Your objective: Those lines of the material below that fall between its first line and the line with "for key in 1..8", both included, are to be repeated exactly.

(Beginning of Materials provided)

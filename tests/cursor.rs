use rbtree::{Cursor, Error, Map};

fn init() {
    let _ = env_logger::builder().is_test(true).try_init();
}

fn keys<V>(map: &Map<i32, V>) -> Vec<i32> {
    map.iter().map(|e| *e.0).collect()
}

fn walk_forward<V>(map: &Map<i32, V>) -> Vec<i32> {
    let mut keys = vec![];
    let mut cursor = map.begin();

    while cursor != map.end() {
        keys.push(*map.get_at(cursor).unwrap().0);
        cursor = map.advance(cursor).unwrap();
    }

    keys
}

fn walk_backward<V>(map: &Map<i32, V>) -> Vec<i32> {
    let mut keys = vec![];
    let mut cursor = map.end();

    while let Ok(prev) = map.retreat(cursor) {
        keys.push(*map.get_at(prev).unwrap().0);
        cursor = prev;
    }

    keys
}

#[test]
fn ascending_inserts_walk_in_order() {
    init();
    let mut map = Map::new();
    for key in 1..8 { map.insert(key, key * 2); }

    assert_eq!(walk_forward(&map), [1, 2, 3, 4, 5, 6, 7]);
    assert_eq!(walk_backward(&map), [7, 6, 5, 4, 3, 2, 1]);
}

#[test]
fn erase_middle_key() {
    init();
    let mut map = Map::new();
    for key in [10, 20, 30] { map.insert(key, ()); }

    assert_eq!(map.erase(&20), Some((20, ())));
    assert_eq!(keys(&map), [10, 30]);
    assert_eq!(map.len(), 2);
}

#[test]
fn at_creates_default_entry() {
    init();
    let mut map: Map<i32, String> = Map::new();

    assert_eq!(map.at(7), "");
    assert_eq!(map.len(), 1);

    map.at(7).push_str("seven");
    assert_eq!(map.len(), 1);
    assert_eq!(map[&7], "seven");
}

#[test]
fn erase_everything_one_by_one() {
    init();
    let mut map = Map::new();
    for key in [5, 3, 8, 1, 4, 7, 9, 2, 6] { map.insert(key, ()); }

    for key in 1..10 {
        assert!(map.erase(&key).is_some());
        assert_eq!(walk_forward(&map), ((key + 1)..10).collect::<Vec<_>>());
    }

    assert_eq!(map.begin(), map.end());
    assert_eq!(map.len(), 0);
    assert!(map.is_empty());
}

#[test]
fn end_cursor_is_out_of_range() {
    init();
    let mut map = Map::new();
    map.insert(1, "a");

    assert_eq!(map.get_at(map.end()), Err(Error::OutOfRange));
    assert_eq!(map.get_at_mut(Cursor::default()).map(|e| *e.1), Err(Error::OutOfRange));
    assert_eq!(map.advance(map.end()), Ok(map.end()));
}

#[test]
fn retreat_before_first_is_out_of_range() {
    init();
    let mut map = Map::new();
    assert_eq!(map.retreat(map.end()), Err(Error::OutOfRange));

    map.insert(2, "b");
    map.insert(1, "a");

    let first = map.begin();
    assert_eq!(map.retreat(first), Err(Error::OutOfRange));
    assert_eq!(map.get_at(first), Ok((&1, &"a")));
}

#[test]
fn stale_cursor_is_invalid() {
    init();
    let mut map = Map::new();
    let cursor = map.insert(1, "a");
    map.insert(2, "b");

    map.erase(&1);
    assert_eq!(map.get_at(cursor), Err(Error::InvalidCursor));
    assert_eq!(map.advance(cursor), Err(Error::InvalidCursor));
    assert_eq!(map.retreat(cursor), Err(Error::InvalidCursor));
    assert_eq!(map.erase_at(cursor), Err(Error::InvalidCursor));

    // the freed slot is reused, but not the identity
    map.insert(3, "c");
    assert_eq!(map.get_at(cursor), Err(Error::InvalidCursor));
    assert_eq!(map.len(), 2);
}

#[test]
fn cursors_survive_unrelated_mutation() {
    init();
    let mut map = Map::new();
    let cursor = map.insert(50, ());

    for key in 0..100 {
        if key != 50 { map.insert(key, ()); }
    }
    for key in (0..100).filter(|k| k % 2 == 1) { map.erase(&key); }

    assert_eq!(map.get_at(cursor), Ok((&50, &())));
    assert_eq!(map.get_at(map.advance(cursor).unwrap()), Ok((&52, &())));
    assert_eq!(map.get_at(map.retreat(cursor).unwrap()), Ok((&48, &())));
    assert_eq!(map.get_at(map.advance_by(cursor, 3).unwrap()), Ok((&56, &())));
}

#[test]
fn erase_at_end_is_noop() {
    init();
    let mut map = Map::new();
    map.insert(1, ());

    assert_eq!(map.erase_at(map.end()), Ok(map.end()));
    assert_eq!(map.len(), 1);
}

#[test]
fn erase_range_to_end() {
    init();
    let mut map: Map<_, _> = (0..20).map(|k| (k, ())).collect();

    let start = map.search(&12);
    assert_eq!(map.erase_range(start, map.end()), Ok(8));
    assert_eq!(keys(&map), (0..12).collect::<Vec<_>>());
}

#[test]
fn erase_empty_range() {
    init();
    let mut map: Map<_, _> = (0..5).map(|k| (k, ())).collect();

    let at = map.search(&3);
    assert_eq!(map.erase_range(at, at), Ok(0));
    assert_eq!(map.len(), 5);
}

#[test]
fn erase_range_backwards_is_rejected() {
    init();
    let mut map: Map<_, _> = (0..10).map(|k| (k, ())).collect();

    let start = map.search(&7);
    let end = map.search(&2);
    assert_eq!(map.erase_range(start, end), Err(Error::OutOfRange));
    assert_eq!(map.len(), 10);
}

#[test]
fn duplicates_are_kept_in_insertion_order() {
    init();
    let mut map = Map::new();
    map.insert(1, "a");
    map.insert(2, "x");
    map.insert(1, "b");
    map.insert(1, "c");

    assert_eq!(map.len(), 4);
    assert_eq!(
        map.iter().collect::<Vec<_>>(),
        [(&1, &"a"), (&1, &"b"), (&1, &"c"), (&2, &"x")]
    );

    assert!(map.erase(&1).is_some());
    assert_eq!(map.iter().filter(|e| *e.0 == 1).count(), 2);
}

#[test]
fn reverse_comparator() {
    use compare::{natural, Compare};

    init();
    let mut map = Map::with_cmp(natural().rev());
    for key in [3, 1, 2] { map.insert(key, ()); }

    assert_eq!(map.iter().map(|e| *e.0).collect::<Vec<i32>>(), [3, 2, 1]);
    assert_eq!(map.get_at(map.begin()), Ok((&3, &())));
}

#[test]
fn debug_lists_entries_in_order() {
    init();
    let mut map = Map::new();
    map.insert(2, "b");
    map.insert(1, "a");

    assert_eq!(format!("{:?}", map), r#"{1: "a", 2: "b"}"#);
}
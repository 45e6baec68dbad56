use thiserror::Error;

/// The result type of fallible cursor operations.
pub type Result<T> = std::result::Result<T, Error>;

/// An error raised by a cursor operation.
///
/// Looking up or erasing a missing key is not an error; those operations report absence through
/// `Option` or the end cursor instead.
#[derive(Clone, Copy, Debug, PartialEq, Eq, Hash, Error)]
pub enum Error {
    /// The cursor was moved or dereferenced past either end of the map.
    #[error("cursor out of range")]
    OutOfRange,
    /// The cursor refers to an entry that is no longer in the map.
    #[error("cursor does not refer to a live entry")]
    InvalidCursor,
}
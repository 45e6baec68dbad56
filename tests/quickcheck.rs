#![cfg(feature = "quickcheck")]

use quickcheck::TestResult;
use quickcheck_macros::quickcheck;
use rbtree::Map;

#[quickcheck]
fn iterates_in_sorted_order(keys: Vec<i16>) -> bool {
    let mut map = Map::new();
    for &key in &keys { map.insert(key, ()); }

    let mut sorted = keys;
    sorted.sort();

    map.len() == sorted.len() && map.iter().map(|e| *e.0).eq(sorted.into_iter())
}

#[quickcheck]
fn iterates_in_reverse_order(map: Map<u8, u8>) -> bool {
    let forward: Vec<_> = map.iter().collect();
    let backward: Vec<_> = map.iter().rev().collect();
    forward.into_iter().rev().eq(backward.into_iter())
}

#[quickcheck]
fn into_iter_matches_iter(map: Map<u8, u8>) -> bool {
    let borrowed: Vec<_> = map.iter().map(|(&k, &v)| (k, v)).collect();
    map.into_iter().eq(borrowed.into_iter())
}

#[quickcheck]
fn search_finds_inserted(mut map: Map<u8, u8>, key: u8, value: u8) -> bool {
    let cursor = map.insert(key, value);
    map.get_at(cursor) == Ok((&key, &value)) && map.get_at(map.search(&key)).is_ok()
}

#[quickcheck]
fn insert_or_assign_keeps_one_entry(mut map: Map<u8, u8>, key: u8, first: u8, second: u8)
    -> bool {

    map.insert_or_assign(key, first);
    let len = map.len();

    map.insert_or_assign(key, second) == Some(first) &&
        map.len() == len &&
        map.get(&key) == Some(&second) &&
        map.iter().filter(|e| *e.0 == key).count() == 1
}

#[quickcheck]
fn insert_affects_no_others(mut map: Map<u8, u8>, key: u8, value: u8) -> bool {
    let old_map = map.clone();
    map.insert_or_assign(key, value);

    map.iter().filter(|e| *e.0 != key).collect::<Vec<_>>() ==
        old_map.iter().filter(|e| *e.0 != key).collect::<Vec<_>>()
}

#[quickcheck]
fn erase_missing_is_noop(mut map: Map<u8, u8>, key: u8) -> TestResult {
    if map.contains_key(&key) { return TestResult::discard(); }

    let old_map = map.clone();
    TestResult::from_bool(map.erase(&key).is_none() && map == old_map)
}

#[quickcheck]
fn erase_removes_only_key(mut map: Map<u8, u8>, key: u8) -> TestResult {
    let old_map = map.clone();

    match map.erase(&key) {
        None => TestResult::discard(),
        Some((erased, _)) => TestResult::from_bool(
            erased == key &&
            !map.contains_key(&key) &&
            map.len() == old_map.len() - 1 &&
            map.iter().collect::<Vec<_>>() ==
                old_map.iter().filter(|e| *e.0 != key).collect::<Vec<_>>()
        ),
    }
}

#[quickcheck]
fn erase_one_by_one_empties(mut map: Map<u8, u8>) -> bool {
    let keys: Vec<_> = map.iter().map(|e| *e.0).collect();

    for key in keys {
        if map.erase(&key).is_none() { return false; }
    }

    map.is_empty() && map.len() == 0 && map.begin() == map.end()
}

#[quickcheck]
fn erase_at_begin_drains_in_order(mut map: Map<u8, u8>) -> bool {
    let expected: Vec<_> = map.iter().map(|(&k, &v)| (k, v)).collect();
    let mut drained = vec![];

    let mut cursor = map.begin();
    while !cursor.is_end() {
        let (&k, &v) = map.get_at(cursor).unwrap();
        drained.push((k, v));
        cursor = map.erase_at(cursor).unwrap();
    }

    drained == expected && map.is_empty()
}

#[quickcheck]
fn erase_range_whole_map(mut map: Map<u8, u8>) -> bool {
    let len = map.len();
    let (start, end) = (map.begin(), map.end());
    map.erase_range(start, end) == Ok(len) && map.is_empty()
}

#[quickcheck]
fn clone_is_deep(map: Map<u8, u8>, key: u8, value: u8) -> bool {
    let before: Vec<_> = map.iter().map(|(&k, &v)| (k, v)).collect();

    let mut copy = map.clone();
    copy.insert(key, value);
    *copy.at(key) = value.wrapping_add(1);

    copy.len() == map.len() + 1 &&
        map.iter().map(|(&k, &v)| (k, v)).eq(before.into_iter())
}

#[quickcheck]
fn clone_from_replaces_contents(mut target: Map<u8, u8>, source: Map<u8, u8>) -> bool {
    target.clone_from(&source);
    target == source && target.len() == source.len()
}

#[quickcheck]
fn advance_by_matches_nth(map: Map<u8, u8>, n: usize) -> bool {
    let n = n % (map.len() + 2);
    let cursor = map.advance_by(map.begin(), n).unwrap();

    match map.iter().nth(n) {
        Some(entry) => map.get_at(cursor) == Ok(entry),
        None => cursor == map.end(),
    }
}

#[quickcheck]
fn ordering_matches_entries(a: Map<u8, u8>, b: Map<u8, u8>) -> bool {
    let l: Vec<_> = a.iter().map(|(&k, &v)| (k, v)).collect();
    let r: Vec<_> = b.iter().map(|(&k, &v)| (k, v)).collect();

    Ord::cmp(&a, &b) == l.cmp(&r) && a.partial_cmp(&b) == l.partial_cmp(&r) && (a == b) == (l == r)
}

#[quickcheck]
fn equal_maps_hash_equal(map: Map<u8, u8>) -> bool {
    use std::collections::hash_map::DefaultHasher;
    use std::hash::{Hash, Hasher};

    fn hash(map: &Map<u8, u8>) -> u64 {
        let mut h = DefaultHasher::new();
        map.hash(&mut h);
        h.finish()
    }

    // same entries, different insertion order and so a different shape
    let rebuilt: Map<u8, u8> = map.iter().rev().map(|(&k, &v)| (k, v)).collect();
    rebuilt == map && hash(&rebuilt) == hash(&map)
}
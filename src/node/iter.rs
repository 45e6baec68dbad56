use slab::Slab;
use std::vec;
use super::{Left, Link, Node, Right, Tree};

/// Walks the tree by following successor and predecessor links from both ends.
pub struct Iter<'a, K: 'a, V: 'a> {
    tree: &'a Tree<K, V>,
    front: Link,
    back: Link,
    size: usize,
}

impl<'a, K, V> Iter<'a, K, V> {
    pub fn new(tree: &'a Tree<K, V>) -> Self {
        Iter { tree, front: tree.first(), back: tree.last(), size: tree.len() }
    }
}

impl<'a, K, V> Clone for Iter<'a, K, V> {
    fn clone(&self) -> Self {
        Iter { tree: self.tree, front: self.front, back: self.back, size: self.size }
    }
}

impl<'a, K, V> Iterator for Iter<'a, K, V> {
    type Item = (&'a K, &'a V);

    fn next(&mut self) -> Option<(&'a K, &'a V)> {
        if self.size == 0 { return None; }
        let id = self.front?;
        self.front = self.tree.step::<Right>(id);
        self.size -= 1;
        Some(self.tree.key_value(id))
    }

    fn size_hint(&self) -> (usize, Option<usize>) { (self.size, Some(self.size)) }
}

impl<'a, K, V> DoubleEndedIterator for Iter<'a, K, V> {
    fn next_back(&mut self) -> Option<(&'a K, &'a V)> {
        if self.size == 0 { return None; }
        let id = self.back?;
        self.back = self.tree.step::<Left>(id);
        self.size -= 1;
        Some(self.tree.key_value(id))
    }
}

impl<'a, K, V> ExactSizeIterator for Iter<'a, K, V> {}

/// Hands out the values in key order.
///
/// The order is resolved up front so that each value can be borrowed mutably exactly once
/// through the slab's own iterator.
pub struct IterMut<'a, K: 'a, V: 'a>(vec::IntoIter<(&'a K, &'a mut V)>);

impl<'a, K, V> IterMut<'a, K, V> {
    pub fn new(tree: &'a mut Tree<K, V>) -> Self {
        let order = tree.in_order();
        let slots = order.iter().max().map_or(0, |&max| max + 1);

        let mut entries: Vec<Option<(&'a K, &'a mut V)>> = (0..slots).map(|_| None).collect();
        for (id, node) in tree.nodes.iter_mut() {
            let Node { key, value, .. } = node;
            entries[id] = Some((&*key, value));
        }

        let sorted: Vec<_> = order.into_iter().filter_map(|id| entries[id].take()).collect();
        IterMut(sorted.into_iter())
    }
}

impl<'a, K, V> Iterator for IterMut<'a, K, V> {
    type Item = (&'a K, &'a mut V);

    fn next(&mut self) -> Option<(&'a K, &'a mut V)> { self.0.next() }

    fn size_hint(&self) -> (usize, Option<usize>) { self.0.size_hint() }
}

impl<'a, K, V> DoubleEndedIterator for IterMut<'a, K, V> {
    fn next_back(&mut self) -> Option<(&'a K, &'a mut V)> { self.0.next_back() }
}

impl<'a, K, V> ExactSizeIterator for IterMut<'a, K, V> {}

/// Takes ownership of the nodes and moves them out in key order.
#[derive(Clone)]
pub struct IntoIter<K, V> {
    nodes: Slab<Node<K, V>>,
    order: vec::IntoIter<usize>,
}

impl<K, V> IntoIter<K, V> {
    pub fn new(nodes: Slab<Node<K, V>>, order: Vec<usize>) -> Self {
        IntoIter { nodes, order: order.into_iter() }
    }

    fn take(&mut self, id: usize) -> (K, V) {
        let node = self.nodes.remove(id);
        (node.key, node.value)
    }
}

impl<K, V> Iterator for IntoIter<K, V> {
    type Item = (K, V);

    fn next(&mut self) -> Option<(K, V)> {
        let id = self.order.next()?;
        Some(self.take(id))
    }

    fn size_hint(&self) -> (usize, Option<usize>) { self.order.size_hint() }
}

impl<K, V> DoubleEndedIterator for IntoIter<K, V> {
    fn next_back(&mut self) -> Option<(K, V)> {
        let id = self.order.next_back()?;
        Some(self.take(id))
    }
}

impl<K, V> ExactSizeIterator for IntoIter<K, V> {}
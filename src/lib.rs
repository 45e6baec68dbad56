//! An ordered map based on a red-black tree.
//!
//! [`Map`](map/struct.Map.html) keeps its entries sorted by key and supports O(log n) search,
//! insertion and removal. Besides the usual iterators it hands out
//! [`Cursor`](struct.Cursor.html)s, copyable positions that can be moved in either direction and
//! used to erase single entries or whole ranges.
//!
//! # Examples
//!
//! ```
//! let mut map = rbtree::Map::new();
//!
//! for key in [5, 1, 4, 2, 3] {
//!     map.insert(key, key * 10);
//! }
//!
//! let start = map.search(&2);
//! let end = map.search(&4);
//! map.erase_range(start, end).unwrap();
//!
//! assert_eq!(map.into_iter().collect::<Vec<_>>(), [(1, 10), (4, 40), (5, 50)]);
//! ```

mod balance;
mod cursor;
mod error;
mod node;

pub mod map;

#[cfg(feature = "ordered_iter")]
mod ordered_iter;

#[cfg(feature = "quickcheck")]
mod quickcheck;

pub use cursor::Cursor;
pub use error::{Error, Result};
pub use map::Map;

#[cfg(any(test, feature = "invariants"))]
pub use balance::Violation;
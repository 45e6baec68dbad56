use ::ordered_iter::OrderedMapIterator;
use super::map;

impl<K, V> OrderedMapIterator for map::IntoIter<K, V> where K: Ord {
    type Key = K;
    type Val = V;
}

impl<'a, K, V> OrderedMapIterator for map::Iter<'a, K, V> where K: Ord {
    type Key = &'a K;
    type Val = &'a V;
}

impl<'a, K, V> OrderedMapIterator for map::IterMut<'a, K, V> where K: Ord {
    type Key = &'a K;
    type Val = &'a mut V;
}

(End of Materials provided)

Solution below:
filename tests/cursor.rs
use rbtree::{Cursor, Error, Map};

fn init() {
    let _ = env_logger::builder().is_test(true).try_init();
}

fn keys<V>(map: &Map<i32, V>) -> Vec<i32> {
    map.iter().map(|e| *e.0).collect()
}

fn walk_forward<V>(map: &Map<i32, V>) -> Vec<i32> {
    let mut keys = vec![];
    let mut cursor = map.begin();

    while cursor != map.end() {
        keys.push(*map.get_at(cursor).unwrap().0);
        cursor = map.advance(cursor).unwrap();
    }

    keys
}

fn walk_backward<V>(map: &Map<i32, V>) -> Vec<i32> {
    let mut keys = vec![];
    let mut cursor = map.end();

    while let Ok(prev) = map.retreat(cursor) {
        keys.push(*map.get_at(prev).unwrap().0);
        cursor = prev;
    }

    keys
}

#[test]
fn ascending_inserts_walk_in_order() {
    init();
    let mut map = Map::new();
    for key in 1..8 { map.insert(key, key * 2); }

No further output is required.